── Data for the task

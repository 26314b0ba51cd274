//! Body digest and canonical signing string.
//!
//! The signing string is never transmitted. Both sides rebuild it from the
//! raw body bytes and the `created`/`expires` values carried in the header, so
//! the layout below is a wire contract with the network:
//!
//! ```text
//! (created): <created>
//! (expires): <expires>
//! digest: BLAKE-512=<base64 blake2b-512 of body>
//! ```

use base64::{engine::general_purpose::STANDARD, Engine as _};
use blake2::{Blake2b512, Digest};

/// Prefix of the digest line.
pub const DIGEST_PREFIX: &str = "BLAKE-512=";

/// BLAKE2b-512 of the body, base64 encoded (standard alphabet, padded).
pub fn body_digest(body: &[u8]) -> String {
    let hash = Blake2b512::digest(body);
    STANDARD.encode(hash)
}

/// Build the canonical signing string for a body and validity window.
pub fn signing_string(body: &[u8], created: u64, expires: u64) -> String {
    format!(
        "(created): {}\n(expires): {}\ndigest: {}{}",
        created,
        expires,
        DIGEST_PREFIX,
        body_digest(body)
    )
}
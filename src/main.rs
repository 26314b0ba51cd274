//! Settlement signing proxy.
//!
//! # Architecture Overview
//!
//! ```text
//!                        ┌──────────────────────────────────────────────┐
//!                        │               SETTLEMENT PROXY               │
//!                        │                                              │
//!   Settlement service   │  POST /rsf                                   │
//!   ─────────────────────┼─▶ caller token ─▶ sign body ─▶ allow-list ───┼──▶ Network participant
//!                        │       │                                      │
//!                        │       ▼                                      │
//!                        │  ┌──────────┐                                │
//!                        │  │ rsf keys │  GET /public/auth/keys         │
//!                        │  └──────────┘                                │
//!                        │                                              │
//!   Network participant  │  POST /on_settle | /on_report | /on_recon    │
//!   ─────────────────────┼─▶ verify signature ─▶ credential headers ────┼──▶ Settlement service
//!                        │       │                                      │
//!                        │       ▼                                      │
//!                        │  ┌───────────────┐                           │
//!                        │  │ registry keys │  POST /lookup             │
//!                        │  └───────────────┘                           │
//!                        └──────────────────────────────────────────────┘
//! ```

use clap::Parser;
use std::path::PathBuf;
use std::process::ExitCode;
use tokio::net::TcpListener;

use settlement_proxy::config::load_config;
use settlement_proxy::lifecycle::{wait_for_signal, Shutdown};
use settlement_proxy::observability::{logging, metrics};
use settlement_proxy::HttpServer;

#[derive(Parser)]
#[command(name = "settlement-proxy")]
#[command(about = "Signing reverse proxy for the settlement network", long_about = None)]
struct Args {
    /// TOML configuration file. Environment variables override its values.
    #[arg(short, long, env = "PROXY_CONFIG")]
    config: Option<PathBuf>,
}

#[tokio::main]
async fn main() -> ExitCode {
    let args = Args::parse();

    let config = match load_config(args.config.as_deref()) {
        Ok(config) => config,
        Err(e) => {
            eprintln!("settlement-proxy: {}", e);
            return ExitCode::FAILURE;
        }
    };

    logging::init(&config.observability);
    tracing::info!(version = env!("CARGO_PKG_VERSION"), "settlement-proxy starting");
    tracing::info!(
        bind_address = %config.listener.bind_address,
        request_timeout_secs = config.timeouts.request_secs,
        upstream_timeout_secs = config.timeouts.upstream_secs,
        "Configuration loaded"
    );

    if config.observability.metrics_enabled {
        match config.observability.metrics_address.parse() {
            Ok(addr) => metrics::init_metrics(addr),
            Err(e) => tracing::error!(
                metrics_address = %config.observability.metrics_address,
                error = %e,
                "Failed to parse metrics address"
            ),
        }
    }

    let bind_address = config.listener.bind_address.clone();
    let server = match HttpServer::new(config) {
        Ok(server) => server,
        Err(e) => {
            tracing::error!(error = %e, "Failed to build proxy");
            return ExitCode::FAILURE;
        }
    };

    let listener = match TcpListener::bind(&bind_address).await {
        Ok(listener) => listener,
        Err(e) => {
            tracing::error!(address = %bind_address, error = %e, "Failed to bind listener");
            return ExitCode::FAILURE;
        }
    };

    let shutdown = Shutdown::new();
    let receiver = shutdown.subscribe();
    tokio::spawn(async move {
        wait_for_signal().await;
        shutdown.trigger();
    });

    if let Err(e) = server.run(listener, receiver).await {
        tracing::error!(error = %e, "Server error");
        return ExitCode::FAILURE;
    }

    tracing::info!("Shutdown complete");
    ExitCode::SUCCESS
}
//! Outbound forwarding.
//!
//! # Responsibilities
//! - Send a fully prepared request to its destination
//! - Buffer the upstream response for relaying
//!
//! # Design Decisions
//! - One shot: no retries, a failure fails the request
//! - Behind a trait so the pipeline can be tested without sockets

use axum::body::Bytes;
use axum::http::{HeaderMap, Method, StatusCode};
use axum::response::{IntoResponse, Response};
use futures_util::future::BoxFuture;
use std::time::Duration;
use url::Url;

use crate::http::error::ProxyError;
use crate::http::headers::sanitize_response_headers;

/// A request ready to leave the proxy.
#[derive(Debug, Clone)]
pub struct OutboundRequest {
    pub method: Method,
    pub url: Url,
    pub headers: HeaderMap,
    pub body: Bytes,
}

/// A buffered upstream response.
#[derive(Debug, Clone)]
pub struct UpstreamResponse {
    pub status: StatusCode,
    pub headers: HeaderMap,
    pub body: Bytes,
}

impl IntoResponse for UpstreamResponse {
    fn into_response(self) -> Response {
        let mut headers = self.headers;
        sanitize_response_headers(&mut headers);
        (self.status, headers, self.body).into_response()
    }
}

/// Sends requests onward.
pub trait Forwarder: Send + Sync {
    fn forward(&self, request: OutboundRequest) -> BoxFuture<'_, Result<UpstreamResponse, ProxyError>>;
}

/// `Forwarder` over a shared `reqwest` client.
#[derive(Debug, Clone)]
pub struct HttpForwarder {
    client: reqwest::Client,
}

impl HttpForwarder {
    pub fn new(client: reqwest::Client) -> Self {
        Self { client }
    }

    async fn send(&self, request: OutboundRequest) -> Result<UpstreamResponse, ProxyError> {
        let url = request.url.clone();
        let response = self
            .client
            .request(request.method, request.url)
            .headers(request.headers)
            .body(request.body)
            .send()
            .await
            .map_err(|e| ProxyError::Upstream(format!("{}: {}", url, e)))?;

        let status = response.status();
        let headers = response.headers().clone();
        let body = response
            .bytes()
            .await
            .map_err(|e| ProxyError::Upstream(format!("{}: reading body: {}", url, e)))?;

        Ok(UpstreamResponse { status, headers, body })
    }
}

impl Forwarder for HttpForwarder {
    fn forward(&self, request: OutboundRequest) -> BoxFuture<'_, Result<UpstreamResponse, ProxyError>> {
        Box::pin(self.send(request))
    }
}

/// Client shared by forwarding and key lookups.
pub fn build_client(timeout: Duration) -> Result<reqwest::Client, reqwest::Error> {
    reqwest::Client::builder()
        .timeout(timeout)
        .user_agent(concat!("settlement-proxy/", env!("CARGO_PKG_VERSION")))
        .build()
}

────

Reproduce the listing above character for character.

• **Exercise answer**
repository 26314b0ba51cd274
//! Body digest and canonical signing string.
//!
//! The signing string is never transmitted. Both sides rebuild it from the
//! raw body bytes and the `created`/`expires` values carried in the header, so
//! the layout below is a wire contract with the network:
//!
//! ```text
//! (created): <created>
//! (expires): <expires>
//! digest: BLAKE-512=<base64 blake2b-512 of body>
//! ```

use base64::{engine::general_purpose::STANDARD, Engine as _};
use blake2::{Blake2b512, Digest};

/// Prefix of the digest line.
pub const DIGEST_PREFIX: &str = "BLAKE-512=";

/// BLAKE2b-512 of the body, base64 encoded (standard alphabet, padded).
pub fn body_digest(body: &[u8]) -> String {
    let hash = Blake2b512::digest(body);
    STANDARD.encode(hash)
}

/// Build the canonical signing string for a body and validity window.
pub fn signing_string(body: &[u8], created: u64, expires: u64) -> String {
    format!(
        "(created): {}\n(expires): {}\ndigest: {}{}",
        created,
        expires,
        DIGEST_PREFIX,
        body_digest(body)
    )
}
filename src/main.rs
repository 26314b0ba51cd274
//! Settlement signing proxy.
//!
//! # Architecture Overview
//!
//! ```text
//!                        ┌──────────────────────────────────────────────┐
//!                        │               SETTLEMENT PROXY               │
//!                        │                                              │
//!   Settlement service   │  POST /rsf                                   │
//!   ─────────────────────┼─▶ caller token ─▶ sign body ─▶ allow-list ───┼──▶ Network participant
//!                        │       │                                      │
//!                        │       ▼                                      │
//!                        │  ┌──────────┐                                │
//!                        │  │ rsf keys │  GET /public/auth/keys         │
//!                        │  └──────────┘                                │
//!                        │                                              │
//!   Network participant  │  POST /on_settle | /on_report | /on_recon    │
//!   ─────────────────────┼─▶ verify signature ─▶ credential headers ────┼──▶ Settlement service
//!                        │       │                                      │
//!                        │       ▼                                      │
//!                        │  ┌───────────────┐                           │
//!                        │  │ registry keys │  POST /lookup             │
//!                        │  └───────────────┘                           │
//!                        └──────────────────────────────────────────────┘
//! ```

use clap::Parser;
use std::path::PathBuf;
use std::process::ExitCode;
use tokio::net::TcpListener;

use settlement_proxy::config::load_config;
use settlement_proxy::lifecycle::{wait_for_signal, Shutdown};
use settlement_proxy::observability::{logging, metrics};
use settlement_proxy::HttpServer;

#[derive(Parser)]
#[command(name = "settlement-proxy")]
#[command(about = "Signing reverse proxy for the settlement network", long_about = None)]
struct Args {
    /// TOML configuration file. Environment variables override its values.
    #[arg(short, long, env = "PROXY_CONFIG")]
    config: Option<PathBuf>,
}

#[tokio::main]
async fn main() -> ExitCode {
    let args = Args::parse();

    let config = match load_config(args.config.as_deref()) {
        Ok(config) => config,
        Err(e) => {
            eprintln!("settlement-proxy: {}", e);
            return ExitCode::FAILURE;
        }
    };

    logging::init(&config.observability);
    tracing::info!(version = env!("CARGO_PKG_VERSION"), "settlement-proxy starting");
    tracing::info!(
        bind_address = %config.listener.bind_address,
        request_timeout_secs = config.timeouts.request_secs,
        upstream_timeout_secs = config.timeouts.upstream_secs,
        "Configuration loaded"
    );

    if config.observability.metrics_enabled {
        match config.observability.metrics_address.parse() {
            Ok(addr) => metrics::init_metrics(addr),
            Err(e) => tracing::error!(
                metrics_address = %config.observability.metrics_address,
                error = %e,
                "Failed to parse metrics address"
            ),
        }
    }

    let bind_address = config.listener.bind_address.clone();
    let server = match HttpServer::new(config) {
        Ok(server) => server,
        Err(e) => {
            tracing::error!(error = %e, "Failed to build proxy");
            return ExitCode::FAILURE;
        }
    };

    let listener = match TcpListener::bind(&bind_address).await {
        Ok(listener) => listener,
        Err(e) => {
            tracing::error!(address = %bind_address, error = %e, "Failed to bind listener");
            return ExitCode::FAILURE;
        }
    };

    let shutdown = Shutdown::new();
    let receiver = shutdown.subscribe();
    tokio::spawn(async move {
        wait_for_signal().await;
        shutdown.trigger();
    });

    if let Err(e) = server.run(listener, receiver).await {
        tracing::error!(error = %e, "Server error");
        return ExitCode::FAILURE;
    }

    tracing::info!("Shutdown complete");
    ExitCode::SUCCESS
}
//! Outbound forwarding.
//!
//! # Responsibilities
//! - Send a fully prepared request to its destination
//! - Buffer the upstream response for relaying
//!
//! # Design Decisions
//! - One shot: no retries, a failure fails the request
//! - Behind a trait so the pipeline can be tested without sockets

use axum::body::Bytes;
use axum::http::{HeaderMap, Method, StatusCode};
use axum::response::{IntoResponse, Response};
use futures_util::future::BoxFuture;
use std::time::Duration;
use url::Url;

use crate::http::error::ProxyError;
use crate::http::headers::sanitize_response_headers;

/// A request ready to leave the proxy.
#[derive(Debug, Clone)]
pub struct OutboundRequest {
    pub method: Method,
    pub url: Url,
    pub headers: HeaderMap,
    pub body: Bytes,
}

/// A buffered upstream response.
#[derive(Debug, Clone)]
pub struct UpstreamResponse {
    pub status: StatusCode,
    pub headers: HeaderMap,
    pub body: Bytes,
}

impl IntoResponse for UpstreamResponse {
    fn into_response(self) -> Response {
        let mut headers = self.headers;
        sanitize_response_headers(&mut headers);
        (self.status, headers, self.body).into_response()
    }
}

/// Sends requests onward.
pub trait Forwarder: Send + Sync {
    fn forward(&self, request: OutboundRequest) -> BoxFuture<'_, Result<UpstreamResponse, ProxyError>>;
}

/// `Forwarder` over a shared `reqwest` client.
#[derive(Debug, Clone)]
pub struct HttpForwarder {
    client: reqwest::Client,
}

impl HttpForwarder {
    pub fn new(client: reqwest::Client) -> Self {
        Self { client }
    }

    async fn send(&self, request: OutboundRequest) -> Result<UpstreamResponse, ProxyError> {
        let url = request.url.clone();
        let response = self
            .client
            .request(request.method, request.url)
            .headers(request.headers)
            .body(request.body)
            .send()
            .await
            .map_err(|e| ProxyError::Upstream(format!("{}: {}", url, e)))?;

        let status = response.status();
        let headers = response.headers().clone();
        let body = response
            .bytes()
            .await
            .map_err(|e| ProxyError::Upstream(format!("{}: reading body: {}", url, e)))?;

        Ok(UpstreamResponse { status, headers, body })
    }
}

impl Forwarder for HttpForwarder {
    fn forward(&self, request: OutboundRequest) -> BoxFuture<'_, Result<UpstreamResponse, ProxyError>> {
        Box::pin(self.send(request))
    }
}

/// Client shared by forwarding and key lookups.
pub fn build_client(timeout: Duration) -> Result<reqwest::Client, reqwest::Error> {
    reqwest::Client::builder()
        .timeout(timeout)
        .user_agent(concat!("settlement-proxy/", env!("CARGO_PKG_VERSION")))
        .build()
}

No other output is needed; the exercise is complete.